| WHAT IS EXPECTED |
Return the data below exactly, but only from the line containing "use regex::Regex;" through the line containing "as i32 / 2));", with both of those lines included.

Collected data entries

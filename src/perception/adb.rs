use std::sync::Arc;

use async_trait::async_trait;
use regex::Regex;

use crate::errors::{PilotError, PilotResult};
use crate::executor::adb::AdbBridge;
use crate::perception::encode::encode_bounded_jpeg;
use crate::perception::traits::CaptureGateway;
use crate::perception::types::{JpegSettings, Observation, Point};

const DUMP_PATH: &str = "/sdcard/window_dump.xml";
const MAX_UI_LINES: usize = 80;

/// Screenshots and UI hierarchy from an ADB-attached Android device.
pub struct AdbCapture {
    bridge: Arc<AdbBridge>,
    jpeg: JpegSettings,
    summarizer: HierarchySummarizer,
}

impl AdbCapture {
    pub fn new(bridge: Arc<AdbBridge>, jpeg: JpegSettings) -> PilotResult<Self> {
        Ok(Self {
            bridge,
            jpeg,
            summarizer: HierarchySummarizer::new()?,
        })
    }

    async fn dump_ui(&self) -> PilotResult<String> {
        self.bridge.shell(&["uiautomator", "dump", DUMP_PATH]).await?;
        let xml = self.bridge.exec_out(&["cat", DUMP_PATH]).await?;
        Ok(self.summarizer.summarize(&String::from_utf8_lossy(&xml)))
    }
}

#[async_trait]
impl CaptureGateway for AdbCapture {
    async fn capture(&self) -> PilotResult<Observation> {
        let png = self
            .bridge
            .exec_out(&["screencap", "-p"])
            .await
            .map_err(|e| PilotError::Capture(e.to_string()))?;
        let jpeg = self.jpeg;
        let (image, (width, height)) = tokio::task::spawn_blocking(move || {
            let img = image::load_from_memory(&png)?;
            let dims = (img.width(), img.height());
            encode_bounded_jpeg(&img, jpeg).map(|encoded| (encoded, dims))
        })
        .await
        .map_err(|e| PilotError::Capture(format!("encode task panicked: {e}")))?
        .map_err(|e| match e {
            PilotError::Capture(_) => e,
            other => PilotError::Capture(other.to_string()),
        })?;

        let anchor = self
            .bridge
            .last_touch()
            .unwrap_or_else(|| Point::new(width as i32 / 2, height as i32 / 2));

        // A missing hierarchy only degrades the observation.
        let ui_description = match self.dump_ui().await {
            Ok(summary) => Some(summary),
            Err(e) => {
                tracing::warn!(error = %e, "UI hierarchy dump failed");
                None
            }
        };

        tracing::debug!(width, height, anchor = %anchor, bytes = image.len(), "adb screen captured");
        Ok(Observation {
            image,
            anchor,
            ui_description,
        })
    }
}

/// Reduces a `uiautomator dump` document to one line per labelled or
/// clickable node: label, widget class, bounds and centre.
pub struct HierarchySummarizer {
    node: Regex,
    attr: Regex,
    bounds: Regex,
}

impl HierarchySummarizer {
    pub fn new() -> PilotResult<Self> {
        let compile = |pattern: &str| {
            Regex::new(pattern).map_err(|e| PilotError::Config(format!("bad UI pattern: {e}")))
        };
        Ok(Self {
            node: compile(r"<node\b[^>]*>")?,
            attr: compile(r#"([\w:-]+)="([^"]*)""#)?,
            bounds: compile(r"^\[(-?\d+),(-?\d+)\]\[(-?\d+),(-?\d+)\]$")?,
        })
    }

    pub fn summarize(&self, xml: &str) -> String {
        let mut lines = Vec::new();
        for node in self.node.find_iter(xml) {
            let mut text = "";
            let mut desc = "";
            let mut class = "";
            let mut clickable = false;
            let mut bounds = "";
            for cap in self.attr.captures_iter(node.as_str()) {
                let value = cap.get(2).map_or("", |m| m.as_str());
                match cap.get(1).map_or("", |m| m.as_str()) {
                    "text" => text = value,
                    "content-desc" => desc = value,
                    "class" => class = value,
                    "clickable" => clickable = value == "true",
                    "bounds" => bounds = value,
                    _ => {}
                }
            }

            let label = if !text.is_empty() { text } else { desc };
            if label.is_empty() && !clickable {
                continue;
            }
            let Some(b) = self.bounds.captures(bounds) else {
                continue;
            };
            let n = |i: usize| b.get(i).and_then(|m| m.as_str().parse::<i32>().ok()).unwrap_or(0);
            let (x1, y1, x2, y2) = (n(1), n(2), n(3), n(4));
            let widget = class.rsplit('.').next().unwrap_or(class);
            let label = html_escape::decode_html_entities(label);

            lines.push(format!(
                "- \"{label}\" {widget}{} bounds [{x1},{y1}][{x2},{y2}] centre ({}, {})",
                if clickable { " clickable" } else { "" },
                (x1 + x2) / 2,
                (y1 + y2) / 2,
            ));
            if lines.len() == MAX_UI_LINES {
                lines.push("- … (truncated)".into());
                break;
            }
        }

        if lines.is_empty() {
            "No labelled UI elements found.".to_string()
        } else {
            format!("UI elements:\n{}", lines.join("\n"))
        }
    }
}

#[cfg(test)]
mod tests {
    use super::*;

    const DUMP: &str = r#"<?xml version='1.0' encoding='UTF-8' standalone='yes' ?>
<hierarchy rotation="0">
  <node index="0" text="" resource-id="" class="android.widget.FrameLayout" content-desc="" clickable="false" bounds="[0,0][1080,2400]">
    <node index="1" text="Settings" resource-id="app:id/title" class="android.widget.TextView" content-desc="" clickable="true" bounds="[40,300][200,380]" />
    <node index="2" text="" resource-id="" class="android.widget.ImageButton" content-desc="Search &amp; find" clickable="true" bounds="[900,100][1000,200]" />
    <node index="3" text="" resource-id="" class="android.view.View" content-desc="" clickable="false" bounds="[0,0][10,10]" />
  </node>
</hierarchy>"#;

    #[test]
    fn keeps_labelled_and_clickable_nodes() {
        let summary = HierarchySummarizer::new().unwrap().summarize(DUMP);
        let lines: Vec<&str> = summary.lines().collect();
        assert_eq!(lines[0], "UI elements:");
        assert_eq!(
            lines[1],
            "- \"Settings\" TextView clickable bounds [40,300][200,380] centre (120, 340)"
        );
        assert_eq!(
            lines[2],
            "- \"Search & find\" ImageButton clickable bounds [900,100][1000,200] centre (950, 150)"
        );
        assert_eq!(lines.len(), 3);
    }

    #[test]
    fn empty_dump() {
        assert_eq!(
            HierarchySummarizer::new().unwrap().summarize("<hierarchy/>"),
            "No labelled UI elements found."
        );
    }
}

| FINAL ANSWER |
use regex::Regex;

use crate::errors::{PilotError, PilotResult};
use crate::executor::adb::AdbBridge;
use crate::perception::encode::encode_bounded_jpeg;
use crate::perception::traits::CaptureGateway;
use crate::perception::types::{JpegSettings, Observation, Point};

const DUMP_PATH: &str = "/sdcard/window_dump.xml";
const MAX_UI_LINES: usize = 80;

/// Screenshots and UI hierarchy from an ADB-attached Android device.
pub struct AdbCapture {
    bridge: Arc<AdbBridge>,
    jpeg: JpegSettings,
    summarizer: HierarchySummarizer,
}

impl AdbCapture {
    pub fn new(bridge: Arc<AdbBridge>, jpeg: JpegSettings) -> PilotResult<Self> {
        Ok(Self {
            bridge,
            jpeg,
            summarizer: HierarchySummarizer::new()?,
        })
    }

    async fn dump_ui(&self) -> PilotResult<String> {
        self.bridge.shell(&["uiautomator", "dump", DUMP_PATH]).await?;
        let xml = self.bridge.exec_out(&["cat", DUMP_PATH]).await?;
        Ok(self.summarizer.summarize(&String::from_utf8_lossy(&xml)))
    }
}

#[async_trait]
impl CaptureGateway for AdbCapture {
    async fn capture(&self) -> PilotResult<Observation> {
        let png = self
            .bridge
            .exec_out(&["screencap", "-p"])
            .await
            .map_err(|e| PilotError::Capture(e.to_string()))?;
        let jpeg = self.jpeg;
        let (image, (width, height)) = tokio::task::spawn_blocking(move || {
            let img = image::load_from_memory(&png)?;
            let dims = (img.width(), img.height());
            encode_bounded_jpeg(&img, jpeg).map(|encoded| (encoded, dims))
        })
        .await
        .map_err(|e| PilotError::Capture(format!("encode task panicked: {e}")))?
        .map_err(|e| match e {
            PilotError::Capture(_) => e,
            other => PilotError::Capture(other.to_string()),
        })?;

        let anchor = self
            .bridge
            .last_touch()
            .unwrap_or_else(|| Point::new(width as i32 / 2, height as i32 / 2));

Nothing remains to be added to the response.